The Republicans did not hurry to react to the statement of the ex-minister of defense of Artsakh Samvel Babayan with the same zeal they respond to Nikol Pashinyan’s every single meeting or word related to Artsakh.
Meanwhile, Samvel Babayan had alleged that in 2017 Serzh Sargsyan visited Artsakh and let the government and public know that concessions were needed. Samvel Babayan brought up the issue why the government of Artsakh did not speak then. Babayan said the Artsakh issue was one of the reasons for his arrest ahead of the 2017 parliamentary election.
Of course, the government of Artsakh could have asked the same question to Samvel Babayan why he did not speak then. Moreover, for a long time after his arrest Babayan refused to admit his arrest had a political reason.
When did he realize that one of the reasons was Artsakh? Didn’t he know then? Or, when he learned about Serzh Sargsyan’s cameral meeting, why didn’t he announce earlier? He could have done it through the ORO alliance, the political unit which he supported in the parliamentary election. Or maybe the members of the alliance did not believe Babayan’s suspicions or doubts or were reluctant to become involved in such statements on Artsakh?
Interestingly, the Republicans who are so concerned about the future of Artsakh and Armenia are silent when there was a very specific statement that the leader of their party and then the president of Armenia went to Artsakh to inform about concessions.
At the same time, the new thing in Babayan’s statement is that the issue was on the agenda until 2017. And Serzh Sargsyan, as any other former president of Armenia, was ready for concessions or so-called compromise, as he confessed after the four-day war in April, revealing the Kazan plan.
Of course, his fellow party members may say that it was such a tactic. Of course, they may but that will complicate further deliberations on Nikol Pashinyan’s steps, it will not be possible to blame him for something they excuse Serzh Sargsyan for. The same goes for the people who used to be in Kocharyan’s wing of the former government. After all, Kocharyan also discussed return of territories, and the principles of Madrid were accepted as basis for talks during his office.
Kocharyan could also say the tactic was such.
The question is that such tactics gave Azerbaijan the right to war, and the heavy load of tackling the consequences of this tactic of the former presidents of Armenia.
This tactic continues to date. Now it has become a domestic tactic, different sources have appeared which are tolling some suspicious process and a looming war in Artsakh, trying to cause lack of confidence in the policy of the new government.
Nikol Pashinyan has stated that the government is conducting a policy on Artsakh which is not similar to any president’s policy. There are visible signs of it. Nikol Pashinyan said the Armenian side cannot be the primary addressee of the conversation about comprise. A situation which resulted from the policy of the former presidents.

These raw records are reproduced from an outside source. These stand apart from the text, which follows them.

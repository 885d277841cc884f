pub mod client;
pub mod stats;
pub mod teams;

use chrono::NaiveDate;
use serde_json::Value;
use std::collections::HashMap;

pub use client::{ApiError, ApiResult, Pacing, StatsClient};

// ---------------------------------------------------------------------------
// Result sets: named tables decoded from a stats.nba.com payload
// ---------------------------------------------------------------------------

/// One named table: an ordered header list plus value tuples.
#[derive(Debug, Clone, Default, PartialEq)]
pub struct ResultSet {
    pub name: String,
    pub headers: Vec<String>,
    pub rows: Vec<Vec<Value>>,
}

/// Every table returned by a single endpoint call.
#[derive(Debug, Clone, Default, PartialEq)]
pub struct ResultSets {
    tables: Vec<ResultSet>,
}

impl ResultSets {
    pub fn new(tables: Vec<ResultSet>) -> Self {
        Self { tables }
    }

    pub fn is_empty(&self) -> bool {
        self.tables.is_empty()
    }

    /// Find the table called `name` and zip each tuple against its headers.
    ///
    /// `None` means the payload carries no such table. Some tables are
    /// legitimately absent (a player with no playoff history), so most
    /// callers want [`ResultSets::rows`] instead.
    pub fn locate(&self, name: &str) -> Option<Vec<Row>> {
        let table = self.tables.iter().find(|t| t.name == name)?;
        let rows = table
            .rows
            .iter()
            .map(|values| Row {
                fields: table
                    .headers
                    .iter()
                    .cloned()
                    .zip(values.iter().cloned())
                    .collect(),
            })
            .collect();
        Some(rows)
    }

    /// Rows of `name`, or nothing when the table is missing.
    pub fn rows(&self, name: &str) -> Vec<Row> {
        self.locate(name).unwrap_or_default()
    }
}

/// A single decoded row: field name → raw JSON value.
#[derive(Debug, Clone, Default, PartialEq)]
pub struct Row {
    fields: HashMap<String, Value>,
}

impl Row {
    pub fn from_pairs<K: Into<String>>(pairs: impl IntoIterator<Item = (K, Value)>) -> Self {
        Self {
            fields: pairs.into_iter().map(|(k, v)| (k.into(), v)).collect(),
        }
    }

    /// Raw value; JSON null is reported as absent.
    pub fn value(&self, field: &str) -> Option<&Value> {
        self.fields.get(field).filter(|v| !v.is_null())
    }

    /// Field as text. Numbers are rendered, so numeric ids come back as
    /// `"1610612738"` rather than failing.
    pub fn text(&self, field: &str) -> Option<String> {
        match self.value(field)? {
            Value::String(s) => Some(s.clone()),
            Value::Number(n) => Some(match n.as_i64() {
                Some(i) => i.to_string(),
                None => n.to_string(),
            }),
            Value::Bool(b) => Some(b.to_string()),
            _ => None,
        }
    }

    /// Field as a non-empty, trimmed string.
    pub fn non_empty(&self, field: &str) -> Option<String> {
        self.text(field)
            .map(|s| s.trim().to_string())
            .filter(|s| !s.is_empty())
    }

    pub fn int(&self, field: &str) -> Option<i64> {
        match self.value(field)? {
            Value::Number(n) => n.as_i64().or_else(|| n.as_f64().map(|f| f as i64)),
            Value::String(s) => s.trim().parse().ok(),
            _ => None,
        }
    }

    pub fn float(&self, field: &str) -> Option<f64> {
        match self.value(field)? {
            Value::Number(n) => n.as_f64(),
            Value::String(s) => s.trim().parse().ok(),
            _ => None,
        }
    }

    /// Counting stat with a zero default.
    pub fn count(&self, field: &str) -> i32 {
        self.int(field).and_then(|i| i32::try_from(i).ok()).unwrap_or(0)
    }

    /// Rate stat with a zero default.
    pub fn rate(&self, field: &str) -> f64 {
        self.float(field).unwrap_or(0.0)
    }
}

// ---------------------------------------------------------------------------
// Provider capability
// ---------------------------------------------------------------------------

#[derive(Debug, Clone, Copy, PartialEq, Eq)]
pub enum BoxScoreKind {
    Traditional,
    Advanced,
}

impl BoxScoreKind {
    pub fn label(&self) -> &'static str {
        match self {
            BoxScoreKind::Traditional => "traditional",
            BoxScoreKind::Advanced => "advanced",
        }
    }
}

/// What the pipeline needs from a stats source. Implemented by
/// [`StatsClient`]; tests swap in canned payloads.
#[allow(async_fn_in_trait)]
pub trait StatsProvider {
    /// Games scheduled or played on `date` (`GameHeader` table).
    async fn scoreboard(&self, date: NaiveDate) -> ApiResult<ResultSets>;

    /// `PlayerStats` / `TeamStats` for one game.
    async fn box_score(&self, game_id: &str, kind: BoxScoreKind) -> ApiResult<ResultSets>;

    /// `CommonPlayerInfo` for one player.
    async fn player_info(&self, player_id: &str) -> ApiResult<ResultSets>;

    /// `CommonTeamRoster` for one team and season label ("2024-25").
    async fn team_roster(&self, team_id: &str, season: &str) -> ApiResult<ResultSets>;

    /// Season, career and ranking tables for one player.
    async fn player_career(&self, player_id: &str) -> ApiResult<ResultSets>;
}
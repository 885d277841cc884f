use super::{Pipeline, RunSummary};
use crate::models::Team;
use crate::parse;
use anyhow::{Context, Result};
use log::{error, info};
use nba_stats_api::{StatsProvider, teams};

impl<P: StatsProvider> Pipeline<P> {
    /// Load the thirty franchises from the bundled team list.
    pub async fn setup_teams(&self) -> Result<RunSummary> {
        let rows: Vec<Team> = teams::all().iter().map(Team::from).collect();
        self.db.upsert_teams(&rows).await.context("writing teams")?;

        let summary = RunSummary { team_rows: rows.len(), ..RunSummary::default() };
        info!("teams loaded: {summary}");
        Ok(summary)
    }

    /// Load every team's current roster. A team whose roster can't be
    /// fetched or stored is skipped.
    pub async fn setup_players(&self) -> Result<RunSummary> {
        let season = &self.settings.season;
        info!("loading {season} rosters");

        let mut summary = RunSummary::default();
        for team in teams::all() {
            match self.load_roster(team.id, season).await {
                Ok(count) => {
                    info!("{}: {count} players", team.abbreviation);
                    summary.player_rows += count;
                }
                Err(e) => {
                    error!("roster for {} failed: {e:#}", team.abbreviation);
                    summary.units_failed += 1;
                }
            }
        }

        info!("rosters loaded: {summary}");
        Ok(summary)
    }

    async fn load_roster(&self, team_id: &str, season: &str) -> Result<usize> {
        let sets = self
            .provider
            .team_roster(team_id, season)
            .await
            .context("fetching roster")?;
        let players = parse::roster_players(&sets, team_id);
        self.db.upsert_players(&players).await.context("writing roster")?;
        Ok(players.len())
    }
}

Earlier Pashinyan had made the core statement, later reiterating that he has no mandate to negotiate on behalf of the Artsakh government and the public of Artsakh has its government.
The point is that this statement is intended for not only foreign but also internal addressees. Thereby Nikol Pashinyan not only makes the first step away from the principles of Madrid but also takes the first step towards shaping the principles of internal responsibility for Artsakh, blocking the path of the former tactic when groups which have problems with each other or the government took the issue of Artsakh into their hands, without a specific responsibility.
Prime Minister Pashinyan brought up the issue in Cologne more deeply, during his meeting with the local Armenian community, saying that aside from the primary responsibility of the government for the issue, a pan-Armenian understanding must be defined and served by the institution of individual responsibility of each citizen, to ensure that instead of apocalyptic expectations the Armenians have a defined strategy and tactic on Artsakh with a multi-layer responsibility for it.
In this context, it is no longer a priority who, when and where spoke or tried to push forward concessions. The priority is who and how understands the issue of Artsakh and what principles and logic of solution is there.
For the time being, of the wide array of subjects that aspire to a political role in the life of the public and in government only ARF General Assembly has made a statement containing responsibility.